Relaxed spring dance breaks common expectations when girls make the date

Juniors Colin Krafft and Shelby Thomas pose for a photo after Thomas asked Krafft to the Sadie’s dance by popping out of a box and handing him a small bag of treats.

Nearly 350 students bought tickets for the second annual Sadie Hawkins dance held on Saturday, March 8th in the main gym.

The event was organized by SGA member and senior Daniel LaBarbera, who decided to plan the dance “primarily so that students would have something to look forward to during the treacherous third quarter slump.”

The money raised from ticket sales will be used for various SGA activities, including the upcoming film festival.

The attire for the event was more casual than traditional dances, with attendees encouraged to break out their sundresses and khakis for the event.

Whereas males are typically charged with the task of coming up with elaborate ways to ask their significant other to school dances, a Sadie Hawkins dance is special in that the girls ask the guys.

“It was kind of interesting to understand how stressful the asking process can be for guys,”  senior Bailey Jarriel said.

Many girls opted to ask their dates to the event by making large posters with cleverly worded proposals. It was not uncommon to see excited couples with said posters posing for pictures that would later rack up likes on Instagram.

“Sadie’s just gives girls a definite opportunity to take on the nerve-wracking feat of asking someone to a school dance,” LaBarbera said.

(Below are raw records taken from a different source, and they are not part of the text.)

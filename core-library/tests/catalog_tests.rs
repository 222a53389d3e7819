//! Catalog behaviour as seen by the library screen.

use core_library::{section_index, Catalog, Track};

fn scanned() -> Vec<Track> {
    (1..=12)
        .map(|n| {
            Track::new(
                n,
                format!("Chapter {n}"),
                if n % 2 == 0 { "Even Band" } else { "Odd Band" },
                60_000 * n as u64,
                format!("content://media/external/audio/media/{n}"),
            )
            .with_size(1_000_000)
        })
        .collect()
}

#[test]
fn chapters_sort_numerically() {
    let catalog = Catalog::new(scanned()).unwrap();
    let titles: Vec<_> = catalog.tracks().iter().map(|t| t.title.as_str()).collect();
    assert_eq!(titles.first(), Some(&"Chapter 1"));
    assert_eq!(titles.get(1), Some(&"Chapter 2"));
    assert_eq!(titles.last(), Some(&"Chapter 12"));
}

#[test]
fn filtered_results_get_their_own_sections() {
    let mut tracks = scanned();
    tracks.push(Track::new(100, "Ballad", "Even Band", 1_000, "file:///b.mp3"));
    let catalog = Catalog::new(tracks).unwrap();

    let even = catalog.search("even band");
    assert_eq!(even.len(), 7);

    let sections = section_index(&even);
    assert_eq!(sections.len(), 2);
    assert_eq!(sections[0].label, 'B');
    assert_eq!(sections[1].label, 'C');
    assert_eq!(sections[1].first_index, 1);
}

#[test]
fn invalid_scan_results_are_rejected() {
    let mut tracks = scanned();
    tracks.push(Track::new(200, "Broken", "Nobody", 1_000, ""));
    assert!(Catalog::new(tracks).is_err());
}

While many embraced the idea behind the dance, some took issue with it.

“Overall I’m against the idea [of a Sadie’s dance],” junior Claire Miller, who did not attend the event, said.

“I think that the idea that there has to be a dance specifically where girls ask the guys is ridiculous because girls should be able to ask the guys anytime,” Miller said.

Jarriel believes the concept behind the dance can be interpreted in many ways.

“Sadie’s can be seen as misogynistic or empowering. It’s not really one or the other much as both to me” Jarriel said. “It’s an opportunity to mess with the balance of things; whether that’s in an event that has a sexist foundation or not.”